Dans les divers barreaux du Canada, on ferme les yeux sur une contradiction pourtant flagrante : comment leurs membres peuvent-ils respecter leur code de déontologie s’ils aident leurs clients à enfreindre la loi et à être complices d’actes criminels ?

Car tous les barreaux au Canada ont des règles de conduite professionnelle. Leurs membres sont tenus de faire preuve d’intégrité afin que le public garde confiance dans le système de justice. Malheureusement, le laxisme des barreaux est légendaire. Pour ne citer qu’un exemple, selon le rapport annuel du Barreau de l’Ontario, en 2021, des 4238 plaintes renvoyées à la réglementation professionnelle, seules 168, soit moins de 4 %, ont débouché sur des avis de discipline. Ce taux serait encore plus bas s’il tenait compte des plaintes rejetées d’office qui ne parviennent même pas à la Réglementation professionnelle.

Ce faible taux d’action disciplinaire n’encourage pas le public à porter plainte. Pour assurer la confiance du public, les barreaux doivent faire plus que d’appuyer les bons principes du bout des lèvres.

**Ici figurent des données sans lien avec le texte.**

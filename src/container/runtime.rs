use crate::errors::ContainerError;
use log::{debug, trace};
use std::path::{Path, PathBuf};
use std::process::{Command, Output};

/// Keys the LXC runtime accepts from us. Anything else is refused the same
/// way liblxc refuses an unknown key.
pub const KNOWN_KEYS: [&str; 20] = [
    "lxc.id_map",
    "lxc.mount.auto",
    "lxc.mount.entry",
    "lxc.autodev",
    "lxc.pts",
    "lxc.tty",
    "lxc.utsname",
    "lxc.group.devices.deny",
    "lxc.group.devices.allow",
    "lxc.devttydir",
    "lxc.environment",
    "lxc.init_cmd",
    "lxc.rootfs.backend",
    "lxc.rootfs",
    "lxc.loglevel",
    "lxc.logfile",
    "lxc.network.type",
    "lxc.network.flags",
    "lxc.network.link",
    "lxc.aa_profile",
];

/// Append-only multimap of configuration items, kept in emission order.
#[derive(Debug, Clone, Default, PartialEq, Eq)]
pub struct ConfigEntries {
    entries: Vec<(String, String)>,
}

impl ConfigEntries {
    pub fn push(&mut self, key: &str, value: &str) {
        self.entries.push((key.to_string(), value.to_string()));
    }

    pub fn get_all(&self, key: &str) -> Vec<&str> {
        self.entries
            .iter()
            .filter(|(k, _)| k == key)
            .map(|(_, v)| v.as_str())
            .collect()
    }

    /// Last value written for `key`, which is the one the runtime honours
    /// for single valued keys.
    pub fn get(&self, key: &str) -> Option<&str> {
        self.entries
            .iter()
            .rev()
            .find(|(k, _)| k == key)
            .map(|(_, v)| v.as_str())
    }

    pub fn iter(&self) -> impl Iterator<Item = (&str, &str)> {
        self.entries.iter().map(|(k, v)| (k.as_str(), v.as_str()))
    }

    pub fn len(&self) -> usize {
        self.entries.len()
    }

    pub fn is_empty(&self) -> bool {
        self.entries.is_empty()
    }

    /// Renders the entries in the `key = value` format of an LXC config file.
    pub fn render(&self) -> String {
        self.entries
            .iter()
            .map(|(k, v)| {
                if v.is_empty() {
                    format!("{} =\n", k)
                } else {
                    format!("{} = {}\n", k, v)
                }
            })
            .collect()
    }
}

/// A handle on one container instance of the runtime.
pub trait ContainerHandle {
    fn name(&self) -> &str;
    fn is_running(&self) -> bool;
    fn set_config_item(
        &mut self,
        key: &str,
        value: &str,
    ) -> Result<(), ContainerError>;
    fn config_items(&self) -> &ConfigEntries;
    fn save_config(&mut self) -> Result<(), ContainerError>;
    fn start(&mut self) -> Result<(), ContainerError>;
    fn stop(&mut self) -> Result<(), ContainerError>;
}

/// The container runtime backing the lifecycle controller.
pub trait ContainerRuntime {
    /// Removes the persisted configuration of `name` so it can be rewritten.
    fn remove_config(
        &self,
        name: &str,
        config_dir: &Path,
    ) -> Result<(), ContainerError>;

    fn create(
        &self,
        name: &str,
        config_dir: &Path,
    ) -> Result<Box<dyn ContainerHandle>, ContainerError>;
}

pub fn config_path(config_dir: &Path, name: &str) -> PathBuf {
    config_dir.join(name).join("config")
}

/// Drives LXC through its command line tools.
#[derive(Debug, Default, Clone)]
pub struct LxcRuntime;

impl ContainerRuntime for LxcRuntime {
    fn remove_config(
        &self,
        name: &str,
        config_dir: &Path,
    ) -> Result<(), ContainerError> {
        let path = config_path(config_dir, name);
        match std::fs::remove_file(&path) {
            Ok(()) => {
                trace!("Removed old container config {}", path.display());
                Ok(())
            }
            Err(e) if e.kind() == std::io::ErrorKind::NotFound => Ok(()),
            Err(e) => Err(ContainerError::Configuration(format!(
                "failed to remove {}: {}",
                path.display(),
                e
            ))),
        }
    }

    fn create(
        &self,
        name: &str,
        config_dir: &Path,
    ) -> Result<Box<dyn ContainerHandle>, ContainerError> {
        if name.is_empty() || name.contains('/') {
            return Err(ContainerError::Configuration(format!(
                "invalid container name '{}'",
                name
            )));
        }
        Ok(Box::new(LxcHandle {
            name: name.to_string(),
            config_dir: config_dir.to_path_buf(),
            entries: ConfigEntries::default(),
        }))
    }
}

pub struct LxcHandle {
    name: String,
    config_dir: PathBuf,
    entries: ConfigEntries,
}

impl LxcHandle {
    fn lxc(&self, tool: &str, extra: &[&str]) -> std::io::Result<Output> {
        let mut cmd = Command::new(tool);
        cmd.arg("-P").arg(&self.config_dir).arg("-n").arg(&self.name);
        cmd.args(extra);
        trace!("Running {} for container '{}'", tool, self.name);
        cmd.output()
    }

    fn run(&self, tool: &str, extra: &[&str]) -> Result<(), ContainerError> {
        let output = self.lxc(tool, extra).map_err(|e| {
            ContainerError::Configuration(format!(
                "failed to run {}: {}",
                tool, e
            ))
        })?;
        if !output.status.success() {
            return Err(ContainerError::Configuration(format!(
                "{} failed for '{}': {}",
                tool,
                self.name,
                String::from_utf8_lossy(&output.stderr).trim()
            )));
        }
        Ok(())
    }
}

impl ContainerHandle for LxcHandle {
    fn name(&self) -> &str {
        &self.name
    }

    fn is_running(&self) -> bool {
        match self.lxc("lxc-info", &["-s"]) {
            Ok(output) if output.status.success() => {
                String::from_utf8_lossy(&output.stdout).contains("RUNNING")
            }
            Ok(_) => false,
            Err(e) => {
                trace!("lxc-info failed: {}", e);
                false
            }
        }
    }

    fn set_config_item(
        &mut self,
        key: &str,
        value: &str,
    ) -> Result<(), ContainerError> {
        if !KNOWN_KEYS.contains(&key) || value.contains('\n') {
            return Err(ContainerError::Configuration(format!(
                "failed to set config item {}",
                key
            )));
        }
        self.entries.push(key, value);
        Ok(())
    }

    fn config_items(&self) -> &ConfigEntries {
        &self.entries
    }

    fn save_config(&mut self) -> Result<(), ContainerError> {
        let path = config_path(&self.config_dir, &self.name);
        let failed = |e: std::io::Error| {
            ContainerError::Configuration(format!(
                "failed to save container configuration {}: {}",
                path.display(),
                e
            ))
        };
        if let Some(parent) = path.parent() {
            std::fs::create_dir_all(parent).map_err(failed)?;
        }
        std::fs::write(&path, self.entries.render()).map_err(failed)?;
        debug!("Saved container configuration to {}", path.display());
        Ok(())
    }

    fn start(&mut self) -> Result<(), ContainerError> {
        self.run("lxc-start", &["-d"])
    }

    fn stop(&mut self) -> Result<(), ContainerError> {
        self.run("lxc-stop", &[])
    }
}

Tant qu’ils considèrent que le principal devoir d’un avocat ou d’une avocate est envers ses clients, même au prix de violer la loi, les barreaux, en pratique, encouragent leurs membres à franchir la ligne.

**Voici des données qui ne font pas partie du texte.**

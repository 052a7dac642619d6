use crate::types::UidGidHome;
use anyhow::{Context, Result, anyhow};
use nix::unistd::{Gid, Uid, getresgid, getresuid, setgid, setuid};
use std::path::PathBuf;

/**
 * Works out which user is really behind this invocation.
 *
 * Under setuid the real ids are the user and `SUDO_*` can't be trusted.
 * Under sudo, or when run directly, `SUDO_UID`/`SUDO_GID` win over the
 * real ids when present.
 */
pub fn resolve_uid_gid_home() -> Result<UidGidHome> {
    let resuid = getresuid()?;
    let resgid = getresgid()?;
    let setuid_root = resuid.real != resuid.effective && resuid.effective.is_root();

    let (uid, gid, home) = if setuid_root {
        (resuid.real, resgid.real, std::env::var("HOME").ok())
    } else {
        let uid = match sudo_id("SUDO_UID")? {
            Some(uid) => Uid::from_raw(uid),
            None => resuid.real,
        };
        let gid = match sudo_id("SUDO_GID")? {
            Some(gid) => Gid::from_raw(gid),
            None => resgid.real,
        };
        let home = std::env::var("SUDO_HOME")
            .or_else(|_| std::env::var("HOME"))
            .ok();
        (uid, gid, home)
    };

    let home = PathBuf::from(home.unwrap_or_else(|| "/tmp".to_string()));
    if !home.is_absolute() {
        return Err(anyhow!("Home directory is not absolute: {}", home.display()));
    }
    Ok(UidGidHome { uid, gid, home })
}

fn sudo_id(var: &str) -> Result<Option<u32>> {
    match std::env::var(var) {
        Ok(value) => value
            .parse::<u32>()
            .map(Some)
            .with_context(|| format!("Failed to parse {}: {}", var, value)),
        Err(_) => Ok(None),
    }
}

pub fn drop_privileges(uid: Uid, gid: Gid) -> Result<()> {
    setgid(gid)?;
    setuid(uid)?;
    Ok(())
}
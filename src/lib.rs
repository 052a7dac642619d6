#![allow(
    clippy::collapsible_else_if,
    clippy::collapsible_if,
    clippy::module_inception,
    clippy::needless_range_loop,
    clippy::result_map_unit_fn,
    clippy::useless_format
)]
#![deny(
    clippy::get_unwrap,
    clippy::panic,
    clippy::print_stdout,
    clippy::unwrap_used,
    clippy::use_debug,
    clippy::used_underscore_binding,
    clippy::used_underscore_items
)]

pub mod actions;
pub mod config;
pub mod container;
pub mod errors;
pub mod graphics;
pub mod logger;
pub mod types;
pub mod util;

Pour un protocole de signalement

Il existe déjà dans divers domaines des obligations de signalement. En Ontario et au Québec, la loi oblige les membres d’ordres professionnels à signaler tout soupçon de maltraitance des enfants. Les barreaux de tout le Canada pourraient donc mettre en place un protocole que les avocats seraient tenus de respecter lorsqu’ils font face à des allégations d’agression sexuelle dans le contexte des services qu’ils fournissent à leurs clients. Un effort concerté et soutenu des barreaux dans ce sens pourrait faire beaucoup pour enrayer la culture d’impunité qui prévaut dans trop de nos organisations et institutions par rapport à la violence sexuelle.

D’ailleurs, on pourrait bien se demander pourquoi nos barreaux n’ont pas déjà élaboré un tel protocole, tant les exemples d’organisations comme Gymnastique Canada, Scouts Canada et l’Église catholique dissimulant les crimes sexuels sont nombreux, et ce, parfois depuis des décennies.

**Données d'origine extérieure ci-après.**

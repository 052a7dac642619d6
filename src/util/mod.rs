mod expand_tilde;
mod identity;
mod lock;
mod mkdir;
mod output;
mod signals;

pub use expand_tilde::*;
pub use identity::*;
pub use lock::*;
pub use mkdir::*;
pub use output::*;
pub use signals::*;

/// A fresh path under the temp dir. Nothing is created.
#[cfg(test)]
pub fn scratch_dir(prefix: &str) -> std::path::PathBuf {
    std::env::temp_dir().join(format!(
        "guestbox-{}-{:016x}",
        prefix,
        rand::random::<u64>()
    ))
}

Les allégations portant sur des actes de violence ayant eu lieu en Ontario et le siège social de Hockey Canada étant à Calgary, les barreaux de l’Ontario et de l’Alberta pourraient montrer leurs bonnes intentions en lançant une enquête sur le rôle de leurs membres dans les opérations de dissimulation. Les clients se fient à leurs conseillers juridiques. Sachant qu’ils peuvent être radiés s’ils aident leurs clients à dissimuler des allégations d’agression sexuelle (ou d’autres crimes), les avocats seraient bien plus motivés à jouer enfin le rôle qui leur incombe pour mettre fin à des cultures institutionnelles et organisationnelles qui protègent les auteurs de violence sexuelle.